_THE PROBLEM:_ Only a number is wanted here: the count of lines in the data below where the string "into" occurs.

_RECORDS TO PROCESS:_
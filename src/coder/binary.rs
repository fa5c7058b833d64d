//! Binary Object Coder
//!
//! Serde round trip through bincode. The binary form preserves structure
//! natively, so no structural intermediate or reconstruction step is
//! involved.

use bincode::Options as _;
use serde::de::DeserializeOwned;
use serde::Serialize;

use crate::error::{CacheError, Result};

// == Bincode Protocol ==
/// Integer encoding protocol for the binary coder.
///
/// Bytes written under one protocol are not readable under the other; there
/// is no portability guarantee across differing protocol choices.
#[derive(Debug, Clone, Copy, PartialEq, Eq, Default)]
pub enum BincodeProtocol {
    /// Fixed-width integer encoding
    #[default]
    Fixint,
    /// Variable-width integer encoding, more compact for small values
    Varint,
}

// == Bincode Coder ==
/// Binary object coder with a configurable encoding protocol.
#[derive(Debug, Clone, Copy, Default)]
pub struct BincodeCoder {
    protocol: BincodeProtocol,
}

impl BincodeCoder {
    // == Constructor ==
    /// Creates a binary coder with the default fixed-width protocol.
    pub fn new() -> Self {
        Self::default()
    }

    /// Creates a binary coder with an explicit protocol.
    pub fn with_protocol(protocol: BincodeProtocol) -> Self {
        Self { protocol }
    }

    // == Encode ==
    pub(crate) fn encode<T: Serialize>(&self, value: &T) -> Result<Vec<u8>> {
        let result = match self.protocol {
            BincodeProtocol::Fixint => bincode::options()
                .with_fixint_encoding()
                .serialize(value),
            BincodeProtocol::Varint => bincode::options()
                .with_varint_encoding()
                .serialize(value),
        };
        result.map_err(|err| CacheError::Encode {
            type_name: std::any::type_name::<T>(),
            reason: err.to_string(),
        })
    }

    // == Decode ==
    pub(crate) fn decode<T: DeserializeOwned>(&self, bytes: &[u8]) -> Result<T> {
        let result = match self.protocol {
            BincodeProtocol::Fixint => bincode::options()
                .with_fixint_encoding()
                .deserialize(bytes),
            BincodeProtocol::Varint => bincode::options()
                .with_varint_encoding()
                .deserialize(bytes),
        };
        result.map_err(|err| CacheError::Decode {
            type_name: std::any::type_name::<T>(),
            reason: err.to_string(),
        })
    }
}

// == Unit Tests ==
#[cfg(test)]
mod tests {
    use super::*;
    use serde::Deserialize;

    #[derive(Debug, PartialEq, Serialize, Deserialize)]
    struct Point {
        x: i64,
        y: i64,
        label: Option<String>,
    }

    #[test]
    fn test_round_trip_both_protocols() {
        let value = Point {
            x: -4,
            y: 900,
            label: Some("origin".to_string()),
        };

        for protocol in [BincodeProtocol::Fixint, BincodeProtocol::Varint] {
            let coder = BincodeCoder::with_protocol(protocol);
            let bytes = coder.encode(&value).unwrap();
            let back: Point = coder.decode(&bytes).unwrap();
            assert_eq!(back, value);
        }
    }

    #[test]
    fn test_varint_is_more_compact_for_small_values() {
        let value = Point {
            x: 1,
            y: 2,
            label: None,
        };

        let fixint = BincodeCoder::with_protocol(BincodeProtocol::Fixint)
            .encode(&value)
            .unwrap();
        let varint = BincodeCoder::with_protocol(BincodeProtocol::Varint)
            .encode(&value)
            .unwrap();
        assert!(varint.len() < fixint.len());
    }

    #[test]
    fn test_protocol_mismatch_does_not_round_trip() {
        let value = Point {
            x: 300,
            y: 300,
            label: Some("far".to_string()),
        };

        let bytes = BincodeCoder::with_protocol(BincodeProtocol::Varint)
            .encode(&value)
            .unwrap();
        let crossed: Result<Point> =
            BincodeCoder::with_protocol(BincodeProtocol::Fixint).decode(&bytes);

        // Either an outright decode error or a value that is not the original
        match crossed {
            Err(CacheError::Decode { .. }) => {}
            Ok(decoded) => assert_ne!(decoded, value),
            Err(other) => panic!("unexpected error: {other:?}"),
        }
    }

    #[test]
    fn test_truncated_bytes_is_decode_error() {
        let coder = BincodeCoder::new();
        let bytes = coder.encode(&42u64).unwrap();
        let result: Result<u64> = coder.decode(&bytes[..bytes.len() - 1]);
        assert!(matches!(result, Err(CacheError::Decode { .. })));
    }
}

...

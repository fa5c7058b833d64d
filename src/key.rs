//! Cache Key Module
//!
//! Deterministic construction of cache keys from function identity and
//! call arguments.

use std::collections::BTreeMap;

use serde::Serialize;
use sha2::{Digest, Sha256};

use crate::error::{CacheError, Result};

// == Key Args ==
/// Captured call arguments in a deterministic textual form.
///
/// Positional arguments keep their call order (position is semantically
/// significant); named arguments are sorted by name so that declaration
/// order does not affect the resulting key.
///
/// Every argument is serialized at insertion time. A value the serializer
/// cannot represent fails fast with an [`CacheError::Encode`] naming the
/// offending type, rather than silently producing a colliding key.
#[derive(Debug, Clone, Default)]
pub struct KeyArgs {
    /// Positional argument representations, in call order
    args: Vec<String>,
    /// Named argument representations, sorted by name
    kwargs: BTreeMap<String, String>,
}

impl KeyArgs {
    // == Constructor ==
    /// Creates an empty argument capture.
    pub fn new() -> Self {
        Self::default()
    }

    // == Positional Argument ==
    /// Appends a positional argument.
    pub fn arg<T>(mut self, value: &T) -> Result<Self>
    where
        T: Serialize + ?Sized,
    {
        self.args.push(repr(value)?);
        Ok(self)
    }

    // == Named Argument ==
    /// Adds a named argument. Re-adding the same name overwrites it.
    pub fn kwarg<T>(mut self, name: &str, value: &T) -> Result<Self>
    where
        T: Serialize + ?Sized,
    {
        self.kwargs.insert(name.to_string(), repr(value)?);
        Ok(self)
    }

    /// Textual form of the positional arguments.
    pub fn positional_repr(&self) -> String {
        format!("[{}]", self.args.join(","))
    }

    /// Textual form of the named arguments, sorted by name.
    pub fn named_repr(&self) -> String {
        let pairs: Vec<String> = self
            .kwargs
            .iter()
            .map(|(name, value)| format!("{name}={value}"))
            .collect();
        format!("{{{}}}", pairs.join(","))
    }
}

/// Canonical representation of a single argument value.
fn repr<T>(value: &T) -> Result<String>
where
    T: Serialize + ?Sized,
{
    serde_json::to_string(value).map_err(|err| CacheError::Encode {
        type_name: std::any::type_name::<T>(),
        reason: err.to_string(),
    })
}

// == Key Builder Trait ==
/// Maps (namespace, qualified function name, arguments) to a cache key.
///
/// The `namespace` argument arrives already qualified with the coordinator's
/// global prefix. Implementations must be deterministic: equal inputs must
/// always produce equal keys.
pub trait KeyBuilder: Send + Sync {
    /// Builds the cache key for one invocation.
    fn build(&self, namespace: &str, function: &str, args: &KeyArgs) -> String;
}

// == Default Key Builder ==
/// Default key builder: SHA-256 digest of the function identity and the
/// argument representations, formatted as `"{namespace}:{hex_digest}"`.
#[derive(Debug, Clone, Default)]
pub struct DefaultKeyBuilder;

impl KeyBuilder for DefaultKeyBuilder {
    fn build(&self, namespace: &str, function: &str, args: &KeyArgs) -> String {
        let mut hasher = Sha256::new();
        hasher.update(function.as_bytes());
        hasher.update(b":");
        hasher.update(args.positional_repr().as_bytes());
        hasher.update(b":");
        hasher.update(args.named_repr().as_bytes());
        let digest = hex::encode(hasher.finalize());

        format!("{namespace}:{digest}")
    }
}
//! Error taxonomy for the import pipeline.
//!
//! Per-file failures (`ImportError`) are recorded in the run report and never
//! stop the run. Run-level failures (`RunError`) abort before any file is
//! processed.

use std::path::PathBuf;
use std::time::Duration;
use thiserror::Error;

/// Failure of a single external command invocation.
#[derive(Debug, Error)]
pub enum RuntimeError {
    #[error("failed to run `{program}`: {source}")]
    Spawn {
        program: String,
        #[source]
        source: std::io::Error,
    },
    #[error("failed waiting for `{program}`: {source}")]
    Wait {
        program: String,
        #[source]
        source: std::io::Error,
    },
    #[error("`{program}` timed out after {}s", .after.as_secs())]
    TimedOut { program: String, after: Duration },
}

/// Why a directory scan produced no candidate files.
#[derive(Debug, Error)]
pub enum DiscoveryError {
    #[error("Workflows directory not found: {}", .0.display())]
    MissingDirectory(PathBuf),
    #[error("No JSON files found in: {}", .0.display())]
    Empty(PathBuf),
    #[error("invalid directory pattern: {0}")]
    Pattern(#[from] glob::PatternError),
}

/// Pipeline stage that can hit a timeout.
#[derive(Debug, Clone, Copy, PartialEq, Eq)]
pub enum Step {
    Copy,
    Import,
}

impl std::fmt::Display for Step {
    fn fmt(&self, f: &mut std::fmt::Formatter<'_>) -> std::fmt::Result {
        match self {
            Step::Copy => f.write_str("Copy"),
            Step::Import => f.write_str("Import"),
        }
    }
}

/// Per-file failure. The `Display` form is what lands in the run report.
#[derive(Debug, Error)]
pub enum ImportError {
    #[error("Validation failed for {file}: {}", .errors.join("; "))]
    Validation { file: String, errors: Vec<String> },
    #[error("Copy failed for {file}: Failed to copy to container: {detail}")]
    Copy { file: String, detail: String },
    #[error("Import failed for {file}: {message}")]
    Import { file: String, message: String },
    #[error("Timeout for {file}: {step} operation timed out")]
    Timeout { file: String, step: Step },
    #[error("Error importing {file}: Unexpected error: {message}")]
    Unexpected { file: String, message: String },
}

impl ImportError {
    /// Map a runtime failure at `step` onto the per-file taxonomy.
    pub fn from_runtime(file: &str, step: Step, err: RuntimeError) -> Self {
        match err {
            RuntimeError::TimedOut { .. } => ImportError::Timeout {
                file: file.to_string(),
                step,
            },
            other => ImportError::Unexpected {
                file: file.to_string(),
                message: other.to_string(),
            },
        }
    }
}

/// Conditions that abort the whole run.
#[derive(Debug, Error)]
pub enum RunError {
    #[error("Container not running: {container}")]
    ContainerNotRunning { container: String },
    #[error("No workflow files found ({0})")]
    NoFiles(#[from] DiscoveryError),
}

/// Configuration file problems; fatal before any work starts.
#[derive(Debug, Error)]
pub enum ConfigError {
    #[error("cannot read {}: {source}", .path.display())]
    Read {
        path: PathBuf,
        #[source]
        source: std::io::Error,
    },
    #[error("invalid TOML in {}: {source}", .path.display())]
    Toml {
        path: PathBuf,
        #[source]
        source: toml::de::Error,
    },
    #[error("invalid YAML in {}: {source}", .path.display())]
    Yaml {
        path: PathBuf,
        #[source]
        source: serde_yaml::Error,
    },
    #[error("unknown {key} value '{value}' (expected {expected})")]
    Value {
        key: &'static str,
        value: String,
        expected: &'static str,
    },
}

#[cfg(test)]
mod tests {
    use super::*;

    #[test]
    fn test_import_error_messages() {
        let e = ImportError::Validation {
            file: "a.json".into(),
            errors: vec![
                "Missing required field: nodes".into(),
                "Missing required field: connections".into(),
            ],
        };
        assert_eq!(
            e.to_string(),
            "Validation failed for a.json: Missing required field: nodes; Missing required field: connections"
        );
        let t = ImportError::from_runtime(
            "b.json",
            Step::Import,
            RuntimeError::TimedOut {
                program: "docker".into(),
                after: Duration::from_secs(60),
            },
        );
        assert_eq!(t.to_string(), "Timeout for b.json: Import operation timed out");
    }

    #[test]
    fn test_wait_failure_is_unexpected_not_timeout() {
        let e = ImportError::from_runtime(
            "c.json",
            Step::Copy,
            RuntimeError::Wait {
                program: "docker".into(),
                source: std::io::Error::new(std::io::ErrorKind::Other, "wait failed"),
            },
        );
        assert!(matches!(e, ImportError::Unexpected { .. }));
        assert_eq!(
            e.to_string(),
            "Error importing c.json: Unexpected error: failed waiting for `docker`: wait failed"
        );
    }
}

_OUTPUT FOR THIS EXERCISE:_ 5